▶ [Instructions for the task] Everything from the line containing "flags-enum equality mode." through the line containing "for flags enums." should be repeated exactly, and nothing else from the data.

▶ [Supplied information]
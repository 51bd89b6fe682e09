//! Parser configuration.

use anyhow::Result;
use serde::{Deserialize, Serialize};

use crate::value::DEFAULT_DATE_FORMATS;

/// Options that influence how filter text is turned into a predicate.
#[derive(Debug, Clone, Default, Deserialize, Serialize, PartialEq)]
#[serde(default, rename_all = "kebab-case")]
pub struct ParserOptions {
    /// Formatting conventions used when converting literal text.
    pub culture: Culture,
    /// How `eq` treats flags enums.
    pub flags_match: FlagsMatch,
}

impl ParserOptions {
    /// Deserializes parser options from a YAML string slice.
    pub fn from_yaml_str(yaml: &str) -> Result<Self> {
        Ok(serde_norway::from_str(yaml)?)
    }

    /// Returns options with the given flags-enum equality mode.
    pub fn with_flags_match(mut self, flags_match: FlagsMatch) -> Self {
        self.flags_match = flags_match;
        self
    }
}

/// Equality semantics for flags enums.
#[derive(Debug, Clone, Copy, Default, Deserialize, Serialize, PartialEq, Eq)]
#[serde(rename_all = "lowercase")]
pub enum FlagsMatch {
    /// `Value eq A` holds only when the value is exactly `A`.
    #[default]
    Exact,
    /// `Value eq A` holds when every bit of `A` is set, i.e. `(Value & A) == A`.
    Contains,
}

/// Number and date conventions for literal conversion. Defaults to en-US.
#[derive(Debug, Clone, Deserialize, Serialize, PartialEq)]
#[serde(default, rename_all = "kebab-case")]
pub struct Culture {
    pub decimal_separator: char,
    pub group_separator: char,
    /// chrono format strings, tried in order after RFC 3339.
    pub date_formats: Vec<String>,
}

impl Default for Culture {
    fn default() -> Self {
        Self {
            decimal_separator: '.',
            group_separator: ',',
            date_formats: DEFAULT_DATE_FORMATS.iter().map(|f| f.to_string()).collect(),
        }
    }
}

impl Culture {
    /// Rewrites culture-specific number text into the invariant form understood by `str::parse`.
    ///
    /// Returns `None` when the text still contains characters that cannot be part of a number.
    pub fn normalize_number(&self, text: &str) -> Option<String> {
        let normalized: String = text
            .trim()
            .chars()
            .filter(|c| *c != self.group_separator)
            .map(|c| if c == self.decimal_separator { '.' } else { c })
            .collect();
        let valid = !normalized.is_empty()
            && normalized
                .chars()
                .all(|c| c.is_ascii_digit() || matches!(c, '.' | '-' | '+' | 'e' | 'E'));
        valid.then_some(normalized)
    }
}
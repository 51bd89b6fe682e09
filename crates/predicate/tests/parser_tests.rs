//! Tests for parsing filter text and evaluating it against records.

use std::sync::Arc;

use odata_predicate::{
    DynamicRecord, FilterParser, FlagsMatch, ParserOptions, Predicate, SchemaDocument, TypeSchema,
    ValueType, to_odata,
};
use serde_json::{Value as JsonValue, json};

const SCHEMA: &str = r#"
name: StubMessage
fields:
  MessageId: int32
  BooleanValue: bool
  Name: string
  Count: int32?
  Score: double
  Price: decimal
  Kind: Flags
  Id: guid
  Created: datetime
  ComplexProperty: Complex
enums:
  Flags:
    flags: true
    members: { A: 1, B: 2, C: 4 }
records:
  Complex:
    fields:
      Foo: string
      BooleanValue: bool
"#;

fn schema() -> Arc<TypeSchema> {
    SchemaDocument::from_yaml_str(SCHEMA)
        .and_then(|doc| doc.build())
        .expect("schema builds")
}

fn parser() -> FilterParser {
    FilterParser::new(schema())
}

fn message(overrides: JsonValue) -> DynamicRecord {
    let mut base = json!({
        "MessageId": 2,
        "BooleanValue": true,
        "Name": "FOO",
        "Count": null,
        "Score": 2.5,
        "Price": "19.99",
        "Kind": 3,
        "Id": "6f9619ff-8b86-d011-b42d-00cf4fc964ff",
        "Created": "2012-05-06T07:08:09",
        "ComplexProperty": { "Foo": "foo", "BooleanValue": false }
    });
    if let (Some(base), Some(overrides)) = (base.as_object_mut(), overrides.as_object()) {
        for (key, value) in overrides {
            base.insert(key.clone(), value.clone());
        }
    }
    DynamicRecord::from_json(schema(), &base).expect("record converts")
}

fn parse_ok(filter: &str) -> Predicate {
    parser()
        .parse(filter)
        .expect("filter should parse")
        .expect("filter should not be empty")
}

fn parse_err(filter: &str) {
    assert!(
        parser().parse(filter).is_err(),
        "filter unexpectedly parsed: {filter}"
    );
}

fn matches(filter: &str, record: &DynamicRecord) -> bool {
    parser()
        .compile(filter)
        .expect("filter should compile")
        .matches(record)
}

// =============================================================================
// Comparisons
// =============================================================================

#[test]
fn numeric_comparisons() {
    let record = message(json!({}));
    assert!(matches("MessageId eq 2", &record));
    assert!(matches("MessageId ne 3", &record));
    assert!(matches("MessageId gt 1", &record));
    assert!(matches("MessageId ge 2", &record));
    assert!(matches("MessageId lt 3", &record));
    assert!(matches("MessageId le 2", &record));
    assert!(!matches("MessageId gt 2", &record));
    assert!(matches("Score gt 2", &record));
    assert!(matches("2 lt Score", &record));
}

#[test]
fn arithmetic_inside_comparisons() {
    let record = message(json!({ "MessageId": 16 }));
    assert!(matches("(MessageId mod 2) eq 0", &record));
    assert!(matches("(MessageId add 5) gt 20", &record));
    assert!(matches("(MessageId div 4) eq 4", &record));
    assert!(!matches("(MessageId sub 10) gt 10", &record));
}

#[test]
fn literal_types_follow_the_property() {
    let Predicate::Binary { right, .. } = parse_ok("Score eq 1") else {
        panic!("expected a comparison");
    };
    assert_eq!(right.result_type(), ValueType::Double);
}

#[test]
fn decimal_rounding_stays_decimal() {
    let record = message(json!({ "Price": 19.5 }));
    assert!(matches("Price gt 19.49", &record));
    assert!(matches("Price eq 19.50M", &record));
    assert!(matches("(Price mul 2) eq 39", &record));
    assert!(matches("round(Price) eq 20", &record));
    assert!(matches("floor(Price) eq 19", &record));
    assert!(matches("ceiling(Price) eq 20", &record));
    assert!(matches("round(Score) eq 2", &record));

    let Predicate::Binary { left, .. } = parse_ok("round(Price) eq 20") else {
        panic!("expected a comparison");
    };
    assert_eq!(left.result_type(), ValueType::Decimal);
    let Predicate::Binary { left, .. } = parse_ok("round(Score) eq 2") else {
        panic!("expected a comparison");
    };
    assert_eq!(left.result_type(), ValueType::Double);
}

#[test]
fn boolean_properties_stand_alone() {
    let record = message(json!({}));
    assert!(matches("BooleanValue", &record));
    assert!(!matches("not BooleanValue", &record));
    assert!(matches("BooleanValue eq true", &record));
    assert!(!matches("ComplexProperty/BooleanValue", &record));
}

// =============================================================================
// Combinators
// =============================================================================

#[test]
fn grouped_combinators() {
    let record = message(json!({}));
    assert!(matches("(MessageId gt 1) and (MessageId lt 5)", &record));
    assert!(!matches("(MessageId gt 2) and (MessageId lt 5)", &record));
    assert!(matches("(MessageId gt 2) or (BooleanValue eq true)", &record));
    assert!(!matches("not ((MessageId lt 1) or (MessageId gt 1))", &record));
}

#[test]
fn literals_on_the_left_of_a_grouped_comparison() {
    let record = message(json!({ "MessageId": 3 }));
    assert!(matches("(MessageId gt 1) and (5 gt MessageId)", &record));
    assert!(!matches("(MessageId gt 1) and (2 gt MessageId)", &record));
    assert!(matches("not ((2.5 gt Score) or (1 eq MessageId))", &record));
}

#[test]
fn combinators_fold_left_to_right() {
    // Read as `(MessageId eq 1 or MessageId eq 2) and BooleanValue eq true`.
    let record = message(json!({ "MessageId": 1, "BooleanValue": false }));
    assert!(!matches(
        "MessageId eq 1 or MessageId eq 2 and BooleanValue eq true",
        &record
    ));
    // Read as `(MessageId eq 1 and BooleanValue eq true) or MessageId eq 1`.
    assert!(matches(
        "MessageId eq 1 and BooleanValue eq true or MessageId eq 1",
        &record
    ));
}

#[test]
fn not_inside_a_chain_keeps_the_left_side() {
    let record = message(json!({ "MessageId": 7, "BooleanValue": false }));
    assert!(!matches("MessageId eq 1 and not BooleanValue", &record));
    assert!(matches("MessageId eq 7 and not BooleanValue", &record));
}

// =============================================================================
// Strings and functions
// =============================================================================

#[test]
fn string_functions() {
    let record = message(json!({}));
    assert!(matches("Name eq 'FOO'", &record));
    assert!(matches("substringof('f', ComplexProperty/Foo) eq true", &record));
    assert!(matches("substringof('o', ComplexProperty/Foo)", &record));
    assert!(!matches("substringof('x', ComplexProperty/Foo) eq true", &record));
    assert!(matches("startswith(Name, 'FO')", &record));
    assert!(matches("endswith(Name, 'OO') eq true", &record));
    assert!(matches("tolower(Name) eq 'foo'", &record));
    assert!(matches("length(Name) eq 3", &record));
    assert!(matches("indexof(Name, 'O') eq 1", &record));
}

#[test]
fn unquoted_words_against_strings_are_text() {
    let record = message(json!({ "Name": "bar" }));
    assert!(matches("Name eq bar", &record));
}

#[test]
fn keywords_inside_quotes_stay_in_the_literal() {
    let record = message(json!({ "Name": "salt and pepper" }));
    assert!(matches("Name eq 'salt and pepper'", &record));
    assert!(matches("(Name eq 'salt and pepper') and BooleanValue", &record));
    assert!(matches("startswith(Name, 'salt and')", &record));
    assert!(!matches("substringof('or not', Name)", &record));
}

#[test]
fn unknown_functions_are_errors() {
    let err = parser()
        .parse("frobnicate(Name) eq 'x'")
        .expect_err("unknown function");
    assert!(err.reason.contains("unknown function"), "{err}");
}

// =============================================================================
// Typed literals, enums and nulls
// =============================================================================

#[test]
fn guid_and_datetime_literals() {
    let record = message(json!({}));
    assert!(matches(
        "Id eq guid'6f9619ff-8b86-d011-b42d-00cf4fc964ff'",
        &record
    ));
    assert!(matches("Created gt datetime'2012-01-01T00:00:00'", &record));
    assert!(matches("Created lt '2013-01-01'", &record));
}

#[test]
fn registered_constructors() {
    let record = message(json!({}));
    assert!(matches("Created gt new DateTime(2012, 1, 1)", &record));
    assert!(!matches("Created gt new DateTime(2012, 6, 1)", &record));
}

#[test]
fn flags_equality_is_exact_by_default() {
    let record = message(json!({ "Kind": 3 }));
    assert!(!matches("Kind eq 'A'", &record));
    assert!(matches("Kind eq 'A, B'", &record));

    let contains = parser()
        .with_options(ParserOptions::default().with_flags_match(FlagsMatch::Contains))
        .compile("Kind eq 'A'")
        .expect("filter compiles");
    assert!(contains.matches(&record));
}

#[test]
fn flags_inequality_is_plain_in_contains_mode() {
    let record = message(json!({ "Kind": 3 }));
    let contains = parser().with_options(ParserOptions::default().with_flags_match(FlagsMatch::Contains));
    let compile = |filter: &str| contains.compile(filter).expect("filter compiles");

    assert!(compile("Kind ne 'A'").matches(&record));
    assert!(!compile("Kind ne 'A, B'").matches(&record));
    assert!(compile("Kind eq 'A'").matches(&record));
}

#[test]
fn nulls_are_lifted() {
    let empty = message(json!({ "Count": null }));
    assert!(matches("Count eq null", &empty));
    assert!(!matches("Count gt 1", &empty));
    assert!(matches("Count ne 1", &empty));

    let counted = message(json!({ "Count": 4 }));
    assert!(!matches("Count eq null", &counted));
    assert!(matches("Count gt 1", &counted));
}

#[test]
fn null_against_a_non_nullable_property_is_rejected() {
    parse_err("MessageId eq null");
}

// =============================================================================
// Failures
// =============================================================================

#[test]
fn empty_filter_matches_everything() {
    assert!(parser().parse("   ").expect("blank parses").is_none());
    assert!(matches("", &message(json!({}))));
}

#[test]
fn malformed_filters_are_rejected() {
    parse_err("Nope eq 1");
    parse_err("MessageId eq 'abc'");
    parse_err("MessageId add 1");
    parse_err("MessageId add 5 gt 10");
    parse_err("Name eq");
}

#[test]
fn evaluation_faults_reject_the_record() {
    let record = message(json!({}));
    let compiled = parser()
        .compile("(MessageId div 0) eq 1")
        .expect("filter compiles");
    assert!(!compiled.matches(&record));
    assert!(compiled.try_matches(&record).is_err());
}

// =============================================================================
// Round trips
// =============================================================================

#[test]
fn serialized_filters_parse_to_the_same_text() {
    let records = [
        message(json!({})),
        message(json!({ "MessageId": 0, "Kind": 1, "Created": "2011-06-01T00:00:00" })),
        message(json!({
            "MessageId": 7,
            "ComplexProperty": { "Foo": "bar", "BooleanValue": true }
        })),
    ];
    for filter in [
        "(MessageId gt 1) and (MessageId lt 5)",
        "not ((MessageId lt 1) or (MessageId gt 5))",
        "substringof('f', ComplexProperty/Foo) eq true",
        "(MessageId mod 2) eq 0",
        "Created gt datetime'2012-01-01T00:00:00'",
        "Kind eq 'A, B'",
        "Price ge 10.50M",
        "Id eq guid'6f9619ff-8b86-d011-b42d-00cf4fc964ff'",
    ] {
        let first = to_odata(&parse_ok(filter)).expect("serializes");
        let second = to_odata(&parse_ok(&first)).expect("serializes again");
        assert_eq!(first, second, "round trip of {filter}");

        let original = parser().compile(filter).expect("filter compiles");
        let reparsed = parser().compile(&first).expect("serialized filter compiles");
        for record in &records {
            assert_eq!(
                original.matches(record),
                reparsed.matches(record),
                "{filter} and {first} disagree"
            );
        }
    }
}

▶ [Reply to the task]
    /// Returns options with the given flags-enum equality mode.
    pub fn with_flags_match(mut self, flags_match: FlagsMatch) -> Self {
        self.flags_match = flags_match;
        self
    }
}

/// Equality semantics for flags enums.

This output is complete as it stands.